Does anyone recognise this one?

Glass Box

You know, it's the old glass box at the—
At the gas station,
Where you're using those little things
Trying to pick up the prize,
And you can't find it.
It's—

And it's all these arms are going down in there,
And so you keep dropping it
And picking it up again and moving it,
But—

Some of you are probably too young to remember those—
Those glass boxes,
But—

But they used to have them
At all the gas stations
When I was a kid.


or possibly this one:

A Confession

Once in a while,
I'm standing here, doing something.
And I think,
"What in the world am I doing here?"
It's a big surprise.


I think the way this guy uses English deserves some kind of recognition, an award or something. Does anyone know who he is? I think his first name starts with a D...
 
 
The Apple-Picker
12:22 / 03.12.03
Didn't someone link the Slate article from here a while back? Or am I confused?
 
 
Not Here Still
12:34 / 03.12.03
Well, if they did, that's pissed on my chips, hasn't it? I apologise for an unnecessary thread if this is the case, I didn't know that. But then, as the unknown poet says in his masterwork:

The Unknown

As we know,
There are known knowns.
There are things we know we know.
We also know
There are known unknowns.
That is to say
We know there are some things
We do not know.
But there are also unknown unknowns,
The ones we don't know
We don't know.


But I plead relevance in that the poet has been awarded for his work.

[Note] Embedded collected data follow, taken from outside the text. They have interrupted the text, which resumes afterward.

use serde::Serialize;
use std::fmt;

#[derive(Debug, Clone, Copy, PartialEq, Eq, PartialOrd, Ord, Hash, Serialize)]
#[serde(rename_all = "lowercase")]
pub enum Severity {
    Warning,
    Error,
}

impl fmt::Display for Severity {
    fn fmt(&self, f: &mut fmt::Formatter<'_>) -> fmt::Result {
        match self {
            Severity::Warning => f.write_str("warning"),
            Severity::Error => f.write_str("error"),
        }
    }
}

/// Issue classification. The numeric codes are fixed for compatibility with
/// downstream reporting.
#[derive(Debug, Clone, Copy, PartialEq, Eq, PartialOrd, Ord, Hash)]
pub enum IssueCode {
    /// A file present for some subjects is missing for this one.
    InconsistentSubjects,
    /// A whole session directory is missing for a subject.
    MissingSession,
}

impl IssueCode {
    pub fn code(self) -> u32 {
        match self {
            IssueCode::InconsistentSubjects => 38,
            IssueCode::MissingSession => 97,
        }
    }

    pub fn key(self) -> &'static str {
        match self {
            IssueCode::InconsistentSubjects => "INCONSISTENT_SUBJECTS",
            IssueCode::MissingSession => "MISSING_SESSION",
        }
    }

    pub fn severity(self) -> Severity {
        Severity::Warning
    }

    pub fn from_code(code: u32) -> Option<Self> {
        match code {
            38 => Some(IssueCode::InconsistentSubjects),
            97 => Some(IssueCode::MissingSession),
            _ => None,
        }
    }
}

impl Serialize for IssueCode {
    fn serialize<S: serde::Serializer>(&self, serializer: S) -> Result<S::Ok, S::Error> {
        serializer.serialize_u32(self.code())
    }
}

#[derive(Debug, Clone, PartialEq, Eq, Serialize)]
#[serde(rename_all = "camelCase")]
pub struct IssueFile {
    pub relative_path: String,
    #[serde(skip_serializing_if = "Option::is_none")]
    pub webkit_relative_path: Option<String>,
    #[serde(skip_serializing_if = "Option::is_none")]
    pub name: Option<String>,
    #[serde(skip_serializing_if = "Option::is_none")]
    pub path: Option<String>,
}

impl IssueFile {
    /// Descriptor for a concrete (missing) file path.
    pub fn for_path(path: &str) -> Self {
        let name = match path.rfind('/') {
            Some(idx) => &path[idx + 1..],
            None => path,
        };
        Self {
            relative_path: path.to_string(),
            webkit_relative_path: Some(path.to_string()),
            name: Some(name.to_string()),
            path: Some(path.to_string()),
        }
    }

    /// Descriptor carrying only a relative path, used for directories.
    pub fn relative_only(path: &str) -> Self {
        Self {
            relative_path: path.to_string(),
            webkit_relative_path: None,
            name: None,
            path: None,
        }
    }
}

#[derive(Debug, Clone, PartialEq, Eq, Serialize)]
pub struct Issue {
    pub code: IssueCode,
    #[serde(skip_serializing_if = "Option::is_none")]
    pub file: Option<IssueFile>,
    #[serde(skip_serializing_if = "Option::is_none")]
    pub reason: Option<String>,
    #[serde(skip_serializing_if = "Option::is_none")]
    pub evidence: Option<String>,
}

impl Issue {
    pub fn missing_file(subject: &str, path: &str) -> Self {
        Self {
            code: IssueCode::InconsistentSubjects,
            file: Some(IssueFile::for_path(path)),
            reason: Some(format!(
                "This file is missing for subject {}, but is present for at least one other subject.",
                subject
            )),
            evidence: None,
        }
    }

    pub fn missing_session(subject: &str, session: &str) -> Self {
        Self {
            code: IssueCode::MissingSession,
            file: Some(IssueFile::relative_only(&format!("/{}/{}", subject, session))),
            reason: None,
            evidence: Some(format!("Subject: {}; Missing session: {}", subject, session)),
        }
    }

    /// Path the issue points at, if any.
    pub fn path(&self) -> Option<&str> {
        self.file.as_ref().map(|f| f.relative_path.as_str())
    }

    /// Reason or evidence, whichever is set.
    pub fn message(&self) -> &str {
        self.reason
            .as_deref()
            .or(self.evidence.as_deref())
            .unwrap_or_default()
    }
}
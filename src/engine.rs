use crate::classify::{FileEntry, GlobClassifier, LayoutClassifier};
use crate::config::AppConfig;
use crate::discrepancy::report_discrepancies;
use crate::error::Error;
use crate::expected::build_expected_sets;
use crate::group::group_files;
use crate::issue::Issue;
use crate::progress::ProgressReporter;
use crate::scanner;
use std::path::Path;
use std::time::{Duration, Instant};
use tracing::{debug, info};

/// Cross-subject completeness check over a flat file listing.
///
/// Pure function of its input: classify and group the entries, derive the
/// dataset-wide expected sessions and names, then diff every subject
/// against them. Only classifier failures are returned as errors.
pub fn check_sessions<C: LayoutClassifier + ?Sized>(
    files: &[FileEntry],
    classifier: &C,
    config: &AppConfig,
) -> Result<Vec<Issue>, Error> {
    checked(files, classifier, config).map(|(_, issues)| issues)
}

/// Subject count alongside the issues.
fn checked<C: LayoutClassifier + ?Sized>(
    files: &[FileEntry],
    classifier: &C,
    config: &AppConfig,
) -> Result<(usize, Vec<Issue>), Error> {
    let groups = group_files(files, classifier, config)?;
    if groups.is_empty() {
        return Ok((0, Vec::new()));
    }

    let expected = build_expected_sets(&groups);
    debug!(
        "{} subjects, {} session labels, {} expected files",
        groups.subject_count(),
        expected.session_labels.len(),
        expected.files.len(),
    );

    let issues = report_discrepancies(&groups, &expected, &config.default_session_label);
    Ok((groups.subject_count(), issues))
}

pub struct SessionCheck {
    config: AppConfig,
}

#[derive(Debug)]
pub struct CheckResult {
    pub scan_duration: Duration,
    pub check_duration: Duration,
    pub total_files: usize,
    pub subjects: usize,
    pub issues: Vec<Issue>,
}

impl SessionCheck {
    pub fn new(config: AppConfig) -> Self {
        Self { config }
    }

    pub fn config(&self) -> &AppConfig {
        &self.config
    }

    /// Walk `root` and check it with the configured glob classifier.
    pub fn run(&self, root: &Path, reporter: &dyn ProgressReporter) -> Result<CheckResult, Error> {
        let classifier = GlobClassifier::from_config(&self.config)?;
        self.run_with(root, &classifier, reporter)
    }

    pub fn run_with(
        &self,
        root: &Path,
        classifier: &dyn LayoutClassifier,
        reporter: &dyn ProgressReporter,
    ) -> Result<CheckResult, Error> {
        info!("Listing files under {}", root.display());
        reporter.on_scan_start();
        let scan_start = Instant::now();
        let files = scanner::list_dataset_files(root, &self.config.ignore_patterns, reporter)?;
        let scan_duration = scan_start.elapsed();
        reporter.on_scan_complete(files.len(), scan_duration.as_secs_f64());

        info!("Checking {} files for missing sessions and files...", files.len());
        let check_start = Instant::now();
        let (subjects, issues) = checked(&files, classifier, &self.config)?;
        let check_duration = check_start.elapsed();
        reporter.on_check_complete(subjects, issues.len(), check_duration.as_secs_f64());
        debug!(
            "Check completed in {:.2}s: {} issues",
            check_duration.as_secs_f64(),
            issues.len()
        );

        Ok(CheckResult {
            scan_duration,
            check_duration,
            total_files: files.len(),
            subjects,
            issues,
        })
    }
}
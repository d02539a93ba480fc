use crate::classify::{classify, FileEntry, LayoutClassifier, SessionLabel, SubjectId};
use crate::config::AppConfig;
use crate::error::Error;
use crate::normalize::NormalizedName;
use std::collections::BTreeMap;
use tracing::debug;

/// subject → session → normalized names, in the order they were seen.
///
/// Built once by [`group_files`] and only read afterwards. Duplicate names
/// are kept; the diff only tests membership.
#[derive(Debug, Default)]
pub struct DatasetGroups {
    subjects: BTreeMap<SubjectId, BTreeMap<SessionLabel, Vec<NormalizedName>>>,
}

impl DatasetGroups {
    pub fn is_empty(&self) -> bool {
        self.subjects.is_empty()
    }

    pub fn subject_count(&self) -> usize {
        self.subjects.len()
    }

    /// Subjects in ascending order.
    pub fn subjects(&self) -> impl Iterator<Item = &SubjectId> {
        self.subjects.keys()
    }

    pub fn sessions_of(
        &self,
        subject: &SubjectId,
    ) -> Option<&BTreeMap<SessionLabel, Vec<NormalizedName>>> {
        self.subjects.get(subject)
    }

    /// Names recorded for a subject at a session, `None` when the subject has
    /// no entry for that session at all.
    pub fn files(&self, subject: &SubjectId, session: &SessionLabel) -> Option<&[NormalizedName]> {
        self.subjects
            .get(subject)?
            .get(session)
            .map(|names| names.as_slice())
    }

    /// Every (subject, session, names) triple, subjects then sessions ascending.
    pub fn iter(&self) -> impl Iterator<Item = (&SubjectId, &SessionLabel, &[NormalizedName])> {
        self.subjects.iter().flat_map(|(subject, sessions)| {
            sessions
                .iter()
                .map(move |(session, names)| (subject, session, names.as_slice()))
        })
    }

    fn push(&mut self, subject: SubjectId, session: SessionLabel, name: NormalizedName) {
        self.subjects
            .entry(subject)
            .or_default()
            .entry(session)
            .or_default()
            .push(name);
    }
}

/// Classifies every entry and groups the eligible ones.
pub fn group_files<C: LayoutClassifier + ?Sized>(
    files: &[FileEntry],
    classifier: &C,
    config: &AppConfig,
) -> Result<DatasetGroups, Error> {
    let mut groups = DatasetGroups::default();
    let mut eligible = 0usize;

    for entry in files {
        let Some(classified) = classify(entry, classifier, config)? else {
            continue;
        };
        let name = NormalizedName::from_classified(&classified);
        groups.push(classified.subject, classified.session, name);
        eligible += 1;
    }

    debug!(
        "Grouped {} of {} files into {} subjects",
        eligible,
        files.len(),
        groups.subject_count()
    );
    Ok(groups)
}

#[cfg(test)]
mod tests {
    use super::*;
    use crate::classify::GlobClassifier;

    fn group(paths: &[&str]) -> DatasetGroups {
        let config = AppConfig::default();
        let classifier = GlobClassifier::from_config(&config).unwrap();
        let files: Vec<FileEntry> = paths.iter().map(|p| FileEntry::new(*p)).collect();
        group_files(&files, &classifier, &config).unwrap()
    }

    #[test]
    fn test_group_by_subject_and_session() {
        let groups = group(&[
            "/sub-01/ses-1/anat/sub-01_ses-1_T1w.nii",
            "/sub-01/ses-2/anat/sub-01_ses-2_T1w.nii",
            "/sub-02/ses-1/anat/sub-02_ses-1_T1w.nii",
        ]);
        assert_eq!(groups.subject_count(), 2);

        let sub01 = SubjectId::new("sub-01");
        let sessions = groups.sessions_of(&sub01).unwrap();
        assert_eq!(sessions.len(), 2);

        let names = groups
            .files(&sub01, &SessionLabel::Named("ses-2".to_string()))
            .unwrap();
        assert_eq!(names[0].to_string(), "/<ses>/anat/<sub>_<ses>_T1w.nii");
    }

    #[test]
    fn test_sessionless_files_use_implicit_session() {
        let groups = group(&["/sub-01/anat/sub-01_T1w.nii", "/sub-01/sub-01_scans.tsv"]);
        let names = groups
            .files(&SubjectId::new("sub-01"), &SessionLabel::Implicit)
            .unwrap();
        assert_eq!(names.len(), 2);
        assert_eq!(names[1].to_string(), "/<sub>_scans.tsv");
    }

    #[test]
    fn test_duplicates_are_preserved() {
        let groups = group(&["/sub-01/anat/sub-01_T1w.nii", "/sub-01/anat/sub-01_T1w.nii"]);
        let names = groups
            .files(&SubjectId::new("sub-01"), &SessionLabel::Implicit)
            .unwrap();
        assert_eq!(names.len(), 2);
    }

    #[test]
    fn test_ineligible_paths_are_skipped() {
        let groups = group(&[
            "/participants.tsv",
            "/dataset_description.json",
            "/stimuli/sub-01/face.png",
            "/sub-emptyroom/meg/sub-emptyroom_meg.fif",
            "",
        ]);
        assert!(groups.is_empty());
    }

    #[test]
    fn test_iter_is_ordered() {
        let groups = group(&[
            "/sub-02/anat/sub-02_T1w.nii",
            "/sub-01/ses-b/anat/sub-01_ses-b_T1w.nii",
            "/sub-01/ses-a/anat/sub-01_ses-a_T1w.nii",
        ]);
        let order: Vec<(String, String)> = groups
            .iter()
            .map(|(sub, ses, _)| (sub.to_string(), ses.display_with("1").to_string()))
            .collect();
        assert_eq!(
            order,
            vec![
                ("sub-01".to_string(), "ses-a".to_string()),
                ("sub-01".to_string(), "ses-b".to_string()),
                ("sub-02".to_string(), "1".to_string()),
            ]
        );
    }
}
//! Subject/session independent file names.
//!
//! Two files from different subjects compare equal once their subject and
//! session tokens are replaced by placeholders. The placeholders are kept as
//! structured segments, so rendering a name back for a given subject never
//! re-scans text that was substituted earlier.

use crate::classify::{ClassifiedPath, SessionLabel, SubjectId};
use std::fmt;

#[derive(Debug, Clone, PartialEq, Eq, PartialOrd, Ord, Hash)]
pub enum Segment {
    Literal(String),
    Subject,
    Session,
}

#[derive(Debug, Clone, PartialEq, Eq, PartialOrd, Ord, Hash)]
pub struct NormalizedName {
    session_scoped: bool,
    segments: Vec<Segment>,
}

impl NormalizedName {
    /// Builds the name from everything after the first subject token.
    pub fn from_classified(classified: &ClassifiedPath) -> Self {
        let remainder = &classified.path[classified.subject_end..];
        let session = match &classified.session {
            SessionLabel::Named(token) => Some(token.as_str()),
            SessionLabel::Implicit => None,
        };
        Self::parse(remainder, classified.subject.as_str(), session)
    }

    pub fn parse(remainder: &str, subject: &str, session: Option<&str>) -> Self {
        let mut segments = Vec::new();
        let mut literal = String::new();
        let mut rest = remainder;

        while !rest.is_empty() {
            let placeholder = if token_at(rest, subject) {
                Some((Segment::Subject, subject.len()))
            } else {
                session
                    .filter(|token| token_at(rest, token))
                    .map(|token| (Segment::Session, token.len()))
            };

            match placeholder {
                Some((segment, len)) => {
                    if !literal.is_empty() {
                        segments.push(Segment::Literal(std::mem::take(&mut literal)));
                    }
                    segments.push(segment);
                    rest = &rest[len..];
                }
                None => {
                    // Advance one whole char to stay on a UTF-8 boundary.
                    let ch = rest.chars().next().unwrap_or_default();
                    literal.push(ch);
                    rest = &rest[ch.len_utf8()..];
                }
            }
        }
        if !literal.is_empty() {
            segments.push(Segment::Literal(literal));
        }

        Self {
            session_scoped: session.is_some(),
            segments,
        }
    }

    /// True when the name was observed inside a `ses-*` directory.
    pub fn is_session_scoped(&self) -> bool {
        self.session_scoped
    }

    /// Whether this name is expected under the given session.
    pub fn applies_to(&self, session: &SessionLabel) -> bool {
        self.session_scoped == session.is_named()
    }

    pub fn segments(&self) -> &[Segment] {
        &self.segments
    }

    /// Concrete path remainder for a subject/session, placeholders filled in.
    pub fn render(&self, subject: &SubjectId, session: &str) -> String {
        let mut out = String::new();
        for segment in &self.segments {
            match segment {
                Segment::Literal(text) => out.push_str(text),
                Segment::Subject => out.push_str(subject.as_str()),
                Segment::Session => out.push_str(session),
            }
        }
        out
    }
}

impl fmt::Display for NormalizedName {
    fn fmt(&self, f: &mut fmt::Formatter<'_>) -> fmt::Result {
        for segment in &self.segments {
            match segment {
                Segment::Literal(text) => f.write_str(text)?,
                Segment::Subject => f.write_str("<sub>")?,
                Segment::Session => f.write_str("<ses>")?,
            }
        }
        Ok(())
    }
}

/// `token` starts `text` and is not the prefix of a longer label.
fn token_at(text: &str, token: &str) -> bool {
    if token.is_empty() || !text.starts_with(token) {
        return false;
    }
    !text[token.len()..]
        .chars()
        .next()
        .is_some_and(|c| c.is_ascii_alphanumeric())
}

#[cfg(test)]
mod tests {
    use super::*;

    #[test]
    fn test_parse_replaces_subject_and_session_tokens() {
        let name = NormalizedName::parse(
            "/ses-1/anat/sub-01_ses-1_T1w.nii",
            "sub-01",
            Some("ses-1"),
        );
        assert_eq!(name.to_string(), "/<ses>/anat/<sub>_<ses>_T1w.nii");
        assert!(name.is_session_scoped());
    }

    #[test]
    fn test_same_kind_of_file_normalizes_equal_across_subjects() {
        let a = NormalizedName::parse("/ses-1/anat/sub-01_ses-1_T1w.nii", "sub-01", Some("ses-1"));
        let b = NormalizedName::parse("/ses-2/anat/sub-02_ses-2_T1w.nii", "sub-02", Some("ses-2"));
        assert_eq!(a, b);
    }

    #[test]
    fn test_token_inside_longer_label_is_literal() {
        let name = NormalizedName::parse("/anat/sub-1_acq-sub-10_T1w.nii", "sub-1", None);
        assert_eq!(name.to_string(), "/anat/<sub>_acq-sub-10_T1w.nii");
    }

    #[test]
    fn test_render_does_not_rescan_substituted_text() {
        // The session label also appears literally in the file name.
        let name = NormalizedName::parse("/ses-a/func/sub-x_ses-a_task-ses-b.nii", "sub-x", Some("ses-a"));
        let rendered = name.render(&SubjectId::new("sub-y"), "ses-b");
        assert_eq!(rendered, "/ses-b/func/sub-y_ses-b_task-ses-b.nii");
    }

    #[test]
    fn test_sessionless_names_do_not_apply_to_named_sessions() {
        let name = NormalizedName::parse("/anat/sub-01_T1w.nii", "sub-01", None);
        assert!(name.applies_to(&SessionLabel::Implicit));
        assert!(!name.applies_to(&SessionLabel::Named("ses-1".to_string())));
    }
}
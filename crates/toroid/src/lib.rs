//! Toroid: a three-dimensional toroidal cellular-automaton compute engine.
//!
//! This is the top-level facade crate that re-exports the public API from all
//! toroid sub-crates. For most users, adding `toroid` as a single dependency
//! is sufficient.
//!
//! # Quick start
//!
//! ```rust
//! use toroid::prelude::*;
//!
//! // Rule 90 on a five-cell ring: the Sierpinski triangle, wrapped.
//! let store = SessionStore::default();
//! let (id, start) = store
//!     .create_session(Dims::new(5, 1, 1), Seeding::Center, NeighborMode::OneAxis)
//!     .unwrap();
//! assert_eq!(start.live_cells(), vec![(2, 0, 0)]);
//!
//! let rule = RuleTable::from_eca_number(90);
//! let advanced = store.advance(id, &rule).unwrap();
//! assert_eq!(advanced.step, StepId(1));
//! assert_eq!(advanced.lattice.live_cells(), vec![(1, 0, 0), (3, 0, 0)]);
//!
//! // A bounded run that is out of time before it starts.
//! let config = RunConfig::new(1_000_000).with_timeout(std::time::Duration::ZERO);
//! let outcome = SimulationRunner::new(&store).run(id, &rule, &config).unwrap();
//! assert_eq!(outcome.steps_completed, 0);
//! assert!(!outcome.changed);
//! ```
//!
//! # Modules
//!
//! Each module corresponds to a sub-crate. Use them for types not in the prelude:
//!
//! | Module | Sub-crate | Contents |
//! |--------|-----------|----------|
//! | [`types`] | `toroid-core` | IDs, dimensions, neighbor modes, errors, `EntropySource` |
//! | [`lattice`] | `toroid-lattice` | Bit-packed lattice, toroidal axis algebra, wire form |
//! | [`rule`] | `toroid-rule` | 128-entry rule tables and the elementary-rule embedding |
//! | [`engine`] | `toroid-engine` | Step function, session store, runner, statistics |
//! | [`service`] | `toroid-service` | Request/response operations and status codes |

#![deny(missing_docs)]
#![deny(rustdoc::broken_intra_doc_links)]
#![forbid(unsafe_code)]

/// Core types, traits, and IDs (`toroid-core`).
pub use toroid_core as types;

/// The bit-packed lattice (`toroid-lattice`).
///
/// [`lattice::Lattice`] stores one bit per cell; [`lattice::Axis`] and
/// [`lattice::wrap_pred`]/[`lattice::wrap_succ`] give the toroidal
/// neighbor algebra.
pub use toroid_lattice as lattice;

/// Rule tables (`toroid-rule`).
///
/// [`rule::RuleTable`] maps each of the 128 neighborhood keys to a next
/// state; see [`rule::eca`] for elementary rule numbers.
pub use toroid_rule as rule;

/// Stepping, sessions, and runs (`toroid-engine`).
pub use toroid_engine as engine;

/// Transport-agnostic service surface (`toroid-service`).
///
/// [`service::ToroidService`] answers the four request types and reports
/// failures as [`service::ServiceError`] with a stable
/// [`service::ServiceStatus`].
pub use toroid_service as service;

/// Common imports for typical toroid usage.
///
/// ```rust
/// use toroid::prelude::*;
/// ```
///
/// This imports the most frequently used types: identifiers, dimensions,
/// the lattice and rule types, the store and runner, and their errors.
pub mod prelude {
    // Core types
    pub use toroid_core::{Dims, EntropySource, NeighborMode, SessionId, StepId};

    // Errors
    pub use toroid_core::{RuleError, SessionError};

    // Lattice and rules
    pub use toroid_lattice::{Lattice, WireLattice};
    pub use toroid_rule::{RuleKey, RuleTable};

    // Engine
    pub use toroid_engine::{
        step, EntropyTracker, RunConfig, RunOutcome, Seeding, SessionStore, SimulationRunner,
        StoreConfig,
    };

    // Service
    pub use toroid_service::{ServiceConfig, ServiceError, ServiceStatus, ToroidService};
}
use toroid_core::Dims;
use toroid_lattice::{Axis, Lattice};

#[test]
fn full_index_range_round_trips_for_odd_shapes() {
    for &(x, y, z) in &[(1, 1, 1), (7, 1, 1), (1, 9, 1), (1, 1, 65), (3, 5, 7), (4, 4, 4)] {
        let l = Lattice::new(Dims::new(x, y, z)).unwrap();
        for i in 0..l.cell_count() {
            let (cx, cy, cz) = l.unpack(i);
            assert_eq!(l.pack(cx, cy, cz), i, "dims {x}x{y}x{z}, index {i}");
        }
    }
}

#[test]
fn word_boundary_cells_are_independent() {
    let mut l = Lattice::new(Dims::new(1, 1, 130)).unwrap();
    l.set(0, 0, 63, true);
    l.set(0, 0, 64, true);
    l.set(0, 0, 129, true);
    assert_eq!(l.words().len(), 3);
    assert_eq!(l.words()[0], 1u64 << 63);
    assert_eq!(l.words()[1], 1u64);
    assert_eq!(l.words()[2], 0b10u64);
    l.set(0, 0, 64, false);
    assert!(l.get(0, 0, 63));
    assert!(!l.get(0, 0, 64));
    assert!(l.get(0, 0, 129));
}

#[test]
fn wire_encoding_matches_canonical_iteration() {
    let mut l = Lattice::new(Dims::new(3, 2, 4)).unwrap();
    for i in (0..l.cell_count()).step_by(3) {
        l.set_index(i, true);
    }
    let flattened: Vec<bool> = l
        .to_nested()
        .into_iter()
        .flatten()
        .flatten()
        .map(|v| v == 1)
        .collect();
    let canonical: Vec<bool> = l.iter_cells().collect();
    assert_eq!(flattened, canonical);
}

#[test]
fn axis_pairs_see_only_their_own_axis() {
    let mut l = Lattice::new(Dims::new(3, 3, 3)).unwrap();
    // Neighbours of the center along Y only.
    l.set(1, 0, 1, true);
    l.set(1, 2, 1, true);
    assert_eq!(l.axis_pair(1, 1, 1, Axis::Y), 0b11);
    assert_eq!(l.axis_pair(1, 1, 1, Axis::X), 0b00);
    assert_eq!(l.axis_pair(1, 1, 1, Axis::Z), 0b00);
}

He got the award from these people
 
 
Not Here Still
19:04 / 03.12.03
And he gets some unlikely props, too; this is criticsim of critics of the Unknown...

"This is indeed a complex, almost Kantian, thought. It needs a little concentration to follow it. Yet it is anything but foolish. It is also perfectly clear. It is expressed in admirably plain English, with not a word of jargon or gobbledygook in it. A Cambridge literary theorist, US Air Force war gamer or Treasury tax law draftsman would be sacked for producing such a useful thought so simply expressed in good Anglo-Saxon words. So let [him] be. The Plain English Campaign should find itself a more deserving target for its misplaced mockery."


But do you agree?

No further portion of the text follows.